PROMPT:
Write out the data below exactly, beginning with the first line and ending once the line that has "use super::AppState;" is written.

DATASET RECORDS section start

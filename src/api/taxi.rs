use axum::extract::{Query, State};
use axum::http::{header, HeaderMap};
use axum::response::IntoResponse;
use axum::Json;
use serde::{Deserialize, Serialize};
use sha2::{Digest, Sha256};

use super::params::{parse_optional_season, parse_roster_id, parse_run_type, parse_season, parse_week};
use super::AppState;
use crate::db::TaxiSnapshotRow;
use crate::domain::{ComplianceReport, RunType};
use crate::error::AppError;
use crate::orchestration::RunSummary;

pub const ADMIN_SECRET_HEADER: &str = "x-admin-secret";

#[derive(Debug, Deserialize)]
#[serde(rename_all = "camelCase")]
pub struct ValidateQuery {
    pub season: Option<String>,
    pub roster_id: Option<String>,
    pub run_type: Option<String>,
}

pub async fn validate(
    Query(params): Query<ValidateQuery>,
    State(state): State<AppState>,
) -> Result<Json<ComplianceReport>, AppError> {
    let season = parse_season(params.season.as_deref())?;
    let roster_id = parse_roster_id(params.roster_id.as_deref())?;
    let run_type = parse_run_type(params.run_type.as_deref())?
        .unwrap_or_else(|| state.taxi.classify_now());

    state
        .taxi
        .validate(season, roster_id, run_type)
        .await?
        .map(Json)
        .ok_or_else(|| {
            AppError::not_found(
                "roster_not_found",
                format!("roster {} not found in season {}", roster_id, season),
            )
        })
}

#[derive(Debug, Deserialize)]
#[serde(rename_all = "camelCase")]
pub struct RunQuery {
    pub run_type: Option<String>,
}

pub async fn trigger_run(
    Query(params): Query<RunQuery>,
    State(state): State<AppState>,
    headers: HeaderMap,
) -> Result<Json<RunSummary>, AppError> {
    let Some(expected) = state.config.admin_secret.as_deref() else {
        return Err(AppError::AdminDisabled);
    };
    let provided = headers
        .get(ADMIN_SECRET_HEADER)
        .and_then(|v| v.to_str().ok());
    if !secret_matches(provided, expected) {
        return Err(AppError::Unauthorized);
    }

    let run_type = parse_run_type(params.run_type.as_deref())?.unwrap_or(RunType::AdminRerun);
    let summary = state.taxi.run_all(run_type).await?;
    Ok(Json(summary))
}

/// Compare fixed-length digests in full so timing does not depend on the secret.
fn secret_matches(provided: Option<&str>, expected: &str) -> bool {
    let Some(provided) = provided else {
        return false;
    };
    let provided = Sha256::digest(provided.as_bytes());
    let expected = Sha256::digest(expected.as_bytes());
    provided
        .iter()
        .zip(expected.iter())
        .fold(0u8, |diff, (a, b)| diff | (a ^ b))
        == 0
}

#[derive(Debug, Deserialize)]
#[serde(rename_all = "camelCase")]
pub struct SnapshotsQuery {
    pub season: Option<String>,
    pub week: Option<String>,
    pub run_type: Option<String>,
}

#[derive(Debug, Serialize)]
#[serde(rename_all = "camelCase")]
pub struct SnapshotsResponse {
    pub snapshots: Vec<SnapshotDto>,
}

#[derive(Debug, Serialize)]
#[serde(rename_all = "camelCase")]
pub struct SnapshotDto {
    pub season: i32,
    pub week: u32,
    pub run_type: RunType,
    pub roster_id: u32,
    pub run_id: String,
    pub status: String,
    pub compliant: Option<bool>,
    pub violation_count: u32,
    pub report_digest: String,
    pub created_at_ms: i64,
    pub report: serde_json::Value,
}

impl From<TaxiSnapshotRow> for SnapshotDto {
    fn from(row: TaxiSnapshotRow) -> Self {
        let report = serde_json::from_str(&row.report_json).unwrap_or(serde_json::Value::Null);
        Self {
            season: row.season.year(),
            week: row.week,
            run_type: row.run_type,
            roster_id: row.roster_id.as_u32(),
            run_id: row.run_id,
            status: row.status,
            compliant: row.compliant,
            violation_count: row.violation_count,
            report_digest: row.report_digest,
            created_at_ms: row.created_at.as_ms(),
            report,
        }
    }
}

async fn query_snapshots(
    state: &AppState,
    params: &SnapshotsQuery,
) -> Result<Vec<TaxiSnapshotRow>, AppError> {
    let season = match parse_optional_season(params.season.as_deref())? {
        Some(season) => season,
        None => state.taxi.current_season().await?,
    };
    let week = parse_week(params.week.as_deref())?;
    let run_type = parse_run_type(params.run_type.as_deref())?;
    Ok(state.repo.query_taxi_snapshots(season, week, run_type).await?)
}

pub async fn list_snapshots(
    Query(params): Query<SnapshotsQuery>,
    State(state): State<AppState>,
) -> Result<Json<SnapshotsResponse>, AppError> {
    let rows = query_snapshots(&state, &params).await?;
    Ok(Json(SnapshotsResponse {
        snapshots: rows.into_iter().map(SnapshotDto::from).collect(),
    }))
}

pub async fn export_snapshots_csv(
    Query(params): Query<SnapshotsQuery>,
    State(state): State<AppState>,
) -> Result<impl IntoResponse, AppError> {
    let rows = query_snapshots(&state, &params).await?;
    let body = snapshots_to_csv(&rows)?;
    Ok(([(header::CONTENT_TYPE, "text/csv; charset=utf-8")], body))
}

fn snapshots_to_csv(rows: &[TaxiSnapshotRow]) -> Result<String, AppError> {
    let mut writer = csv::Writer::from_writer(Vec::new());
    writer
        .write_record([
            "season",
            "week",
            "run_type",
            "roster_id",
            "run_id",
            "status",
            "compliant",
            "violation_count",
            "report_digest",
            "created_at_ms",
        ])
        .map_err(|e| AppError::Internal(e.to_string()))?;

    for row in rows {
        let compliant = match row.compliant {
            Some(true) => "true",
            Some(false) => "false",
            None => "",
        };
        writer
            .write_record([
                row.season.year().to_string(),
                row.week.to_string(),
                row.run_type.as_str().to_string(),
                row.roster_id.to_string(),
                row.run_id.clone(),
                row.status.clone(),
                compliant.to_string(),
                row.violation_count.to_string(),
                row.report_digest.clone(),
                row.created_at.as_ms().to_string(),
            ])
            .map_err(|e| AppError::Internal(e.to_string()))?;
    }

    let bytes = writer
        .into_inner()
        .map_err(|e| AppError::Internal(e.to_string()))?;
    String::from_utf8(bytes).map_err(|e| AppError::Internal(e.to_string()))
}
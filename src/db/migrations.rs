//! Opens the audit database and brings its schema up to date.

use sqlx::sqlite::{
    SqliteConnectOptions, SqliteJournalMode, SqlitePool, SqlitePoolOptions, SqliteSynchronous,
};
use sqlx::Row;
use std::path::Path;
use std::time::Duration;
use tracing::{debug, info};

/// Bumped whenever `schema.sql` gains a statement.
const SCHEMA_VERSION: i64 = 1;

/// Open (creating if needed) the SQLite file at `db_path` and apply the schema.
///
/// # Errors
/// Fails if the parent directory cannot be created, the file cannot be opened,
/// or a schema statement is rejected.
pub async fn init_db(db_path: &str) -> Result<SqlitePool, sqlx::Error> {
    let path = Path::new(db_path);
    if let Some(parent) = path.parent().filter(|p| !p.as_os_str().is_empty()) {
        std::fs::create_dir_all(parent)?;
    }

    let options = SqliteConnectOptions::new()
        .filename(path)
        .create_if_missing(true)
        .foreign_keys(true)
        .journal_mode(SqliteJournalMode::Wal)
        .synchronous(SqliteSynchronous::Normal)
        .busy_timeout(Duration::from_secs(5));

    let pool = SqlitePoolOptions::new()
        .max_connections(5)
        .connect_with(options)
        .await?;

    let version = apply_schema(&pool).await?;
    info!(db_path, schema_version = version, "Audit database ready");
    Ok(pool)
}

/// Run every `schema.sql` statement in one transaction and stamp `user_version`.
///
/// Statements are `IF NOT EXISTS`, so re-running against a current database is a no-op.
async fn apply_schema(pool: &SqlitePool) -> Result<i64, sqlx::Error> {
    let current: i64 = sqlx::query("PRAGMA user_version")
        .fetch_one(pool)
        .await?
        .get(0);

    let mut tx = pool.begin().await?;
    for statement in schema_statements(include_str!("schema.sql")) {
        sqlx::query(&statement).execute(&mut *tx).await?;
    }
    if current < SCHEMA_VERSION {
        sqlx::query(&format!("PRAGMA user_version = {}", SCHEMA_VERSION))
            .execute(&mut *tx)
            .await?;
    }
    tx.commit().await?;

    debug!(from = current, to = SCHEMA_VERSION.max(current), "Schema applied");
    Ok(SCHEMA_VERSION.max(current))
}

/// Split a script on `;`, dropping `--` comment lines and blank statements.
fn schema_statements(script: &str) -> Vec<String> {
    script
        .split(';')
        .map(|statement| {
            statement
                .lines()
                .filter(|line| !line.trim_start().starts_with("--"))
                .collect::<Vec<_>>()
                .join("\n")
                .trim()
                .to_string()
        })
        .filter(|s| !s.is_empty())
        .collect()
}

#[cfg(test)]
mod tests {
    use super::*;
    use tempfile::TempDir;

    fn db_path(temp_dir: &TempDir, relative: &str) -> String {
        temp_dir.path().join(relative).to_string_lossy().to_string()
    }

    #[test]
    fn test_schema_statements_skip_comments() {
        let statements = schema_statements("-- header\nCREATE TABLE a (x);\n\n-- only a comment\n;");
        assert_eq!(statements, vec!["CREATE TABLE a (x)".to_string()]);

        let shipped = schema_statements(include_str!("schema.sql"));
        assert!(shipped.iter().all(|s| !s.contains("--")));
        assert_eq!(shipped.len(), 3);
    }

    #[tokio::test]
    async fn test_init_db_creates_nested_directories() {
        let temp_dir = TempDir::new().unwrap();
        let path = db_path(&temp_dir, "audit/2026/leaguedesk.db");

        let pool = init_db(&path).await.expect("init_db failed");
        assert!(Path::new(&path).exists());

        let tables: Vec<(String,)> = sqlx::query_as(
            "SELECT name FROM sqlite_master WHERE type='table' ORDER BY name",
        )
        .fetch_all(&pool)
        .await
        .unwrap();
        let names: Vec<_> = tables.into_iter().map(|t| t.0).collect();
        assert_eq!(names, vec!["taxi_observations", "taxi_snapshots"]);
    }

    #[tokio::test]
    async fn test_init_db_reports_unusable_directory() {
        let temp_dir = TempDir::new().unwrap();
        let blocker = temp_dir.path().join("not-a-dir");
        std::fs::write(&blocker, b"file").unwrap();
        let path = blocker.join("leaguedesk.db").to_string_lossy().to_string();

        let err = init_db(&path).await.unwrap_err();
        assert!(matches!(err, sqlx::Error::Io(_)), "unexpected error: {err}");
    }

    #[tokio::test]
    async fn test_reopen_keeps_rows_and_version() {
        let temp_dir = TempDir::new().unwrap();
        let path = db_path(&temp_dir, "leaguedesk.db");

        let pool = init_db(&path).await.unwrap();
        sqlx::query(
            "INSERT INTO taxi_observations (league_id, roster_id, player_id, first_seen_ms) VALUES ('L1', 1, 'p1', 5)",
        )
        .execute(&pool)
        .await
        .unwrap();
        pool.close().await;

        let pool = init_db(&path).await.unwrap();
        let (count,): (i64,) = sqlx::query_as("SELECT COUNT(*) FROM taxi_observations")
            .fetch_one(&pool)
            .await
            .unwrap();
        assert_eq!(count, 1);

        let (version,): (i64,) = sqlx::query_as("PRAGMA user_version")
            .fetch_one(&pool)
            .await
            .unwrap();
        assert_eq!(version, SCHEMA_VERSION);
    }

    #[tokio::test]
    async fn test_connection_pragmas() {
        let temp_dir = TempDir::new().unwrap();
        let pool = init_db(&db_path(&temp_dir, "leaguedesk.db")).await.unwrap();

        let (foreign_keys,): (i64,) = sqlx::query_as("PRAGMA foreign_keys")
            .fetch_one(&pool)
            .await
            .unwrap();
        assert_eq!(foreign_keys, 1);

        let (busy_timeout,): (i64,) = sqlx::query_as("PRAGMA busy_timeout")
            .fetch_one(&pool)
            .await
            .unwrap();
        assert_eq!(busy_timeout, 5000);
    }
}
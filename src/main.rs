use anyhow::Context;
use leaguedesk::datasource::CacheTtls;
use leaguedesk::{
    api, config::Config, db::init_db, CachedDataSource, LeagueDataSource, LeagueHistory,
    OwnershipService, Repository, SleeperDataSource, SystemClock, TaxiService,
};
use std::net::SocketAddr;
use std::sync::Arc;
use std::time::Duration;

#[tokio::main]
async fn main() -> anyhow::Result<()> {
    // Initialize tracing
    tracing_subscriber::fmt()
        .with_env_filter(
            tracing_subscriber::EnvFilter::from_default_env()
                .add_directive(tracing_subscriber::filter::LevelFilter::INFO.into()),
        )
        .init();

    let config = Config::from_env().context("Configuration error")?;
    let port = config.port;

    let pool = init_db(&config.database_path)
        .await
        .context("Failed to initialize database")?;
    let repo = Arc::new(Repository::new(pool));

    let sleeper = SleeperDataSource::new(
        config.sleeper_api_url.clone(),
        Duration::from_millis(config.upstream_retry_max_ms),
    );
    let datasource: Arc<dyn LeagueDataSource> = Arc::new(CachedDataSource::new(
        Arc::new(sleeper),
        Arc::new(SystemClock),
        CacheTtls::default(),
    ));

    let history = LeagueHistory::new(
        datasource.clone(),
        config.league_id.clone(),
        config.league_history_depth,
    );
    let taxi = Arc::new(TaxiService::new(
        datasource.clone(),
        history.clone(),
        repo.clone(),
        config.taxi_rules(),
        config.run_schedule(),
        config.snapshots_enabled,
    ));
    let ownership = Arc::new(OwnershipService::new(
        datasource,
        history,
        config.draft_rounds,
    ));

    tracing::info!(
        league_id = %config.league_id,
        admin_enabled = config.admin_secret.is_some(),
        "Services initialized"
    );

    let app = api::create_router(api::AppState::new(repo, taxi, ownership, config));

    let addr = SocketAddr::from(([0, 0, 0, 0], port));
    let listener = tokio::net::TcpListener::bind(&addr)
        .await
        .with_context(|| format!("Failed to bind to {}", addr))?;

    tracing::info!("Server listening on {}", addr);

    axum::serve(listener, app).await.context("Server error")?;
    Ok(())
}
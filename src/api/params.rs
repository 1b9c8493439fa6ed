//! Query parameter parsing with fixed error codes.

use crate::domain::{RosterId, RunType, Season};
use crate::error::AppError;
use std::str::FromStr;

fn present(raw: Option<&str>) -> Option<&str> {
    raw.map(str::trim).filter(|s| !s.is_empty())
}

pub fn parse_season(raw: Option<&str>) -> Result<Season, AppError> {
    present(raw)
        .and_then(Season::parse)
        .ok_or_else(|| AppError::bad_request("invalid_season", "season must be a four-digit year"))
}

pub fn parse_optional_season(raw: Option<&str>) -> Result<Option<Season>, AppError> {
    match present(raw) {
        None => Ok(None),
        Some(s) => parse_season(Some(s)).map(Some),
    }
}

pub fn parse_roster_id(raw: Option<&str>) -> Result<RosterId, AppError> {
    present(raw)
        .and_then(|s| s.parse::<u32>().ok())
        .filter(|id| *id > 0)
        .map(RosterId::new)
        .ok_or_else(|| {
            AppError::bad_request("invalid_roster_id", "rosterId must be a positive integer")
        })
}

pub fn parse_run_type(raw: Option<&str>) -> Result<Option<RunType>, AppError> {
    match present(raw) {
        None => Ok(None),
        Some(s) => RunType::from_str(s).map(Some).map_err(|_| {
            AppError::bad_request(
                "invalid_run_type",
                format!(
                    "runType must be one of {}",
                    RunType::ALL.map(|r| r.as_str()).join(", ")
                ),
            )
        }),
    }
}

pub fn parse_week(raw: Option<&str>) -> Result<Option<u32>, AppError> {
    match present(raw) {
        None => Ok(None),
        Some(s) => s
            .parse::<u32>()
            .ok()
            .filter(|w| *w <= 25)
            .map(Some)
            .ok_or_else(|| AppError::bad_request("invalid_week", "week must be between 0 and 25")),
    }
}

DATASET RECORDS section end

SOLUTION FOR THIS EXERCISE:
filename src/api/taxi.rs
use axum::extract::{Query, State};
use axum::http::{header, HeaderMap};
use axum::response::IntoResponse;
use axum::Json;
use serde::{Deserialize, Serialize};
use sha2::{Digest, Sha256};

use super::params::{parse_optional_season, parse_roster_id, parse_run_type, parse_season, parse_week};
use super::AppState;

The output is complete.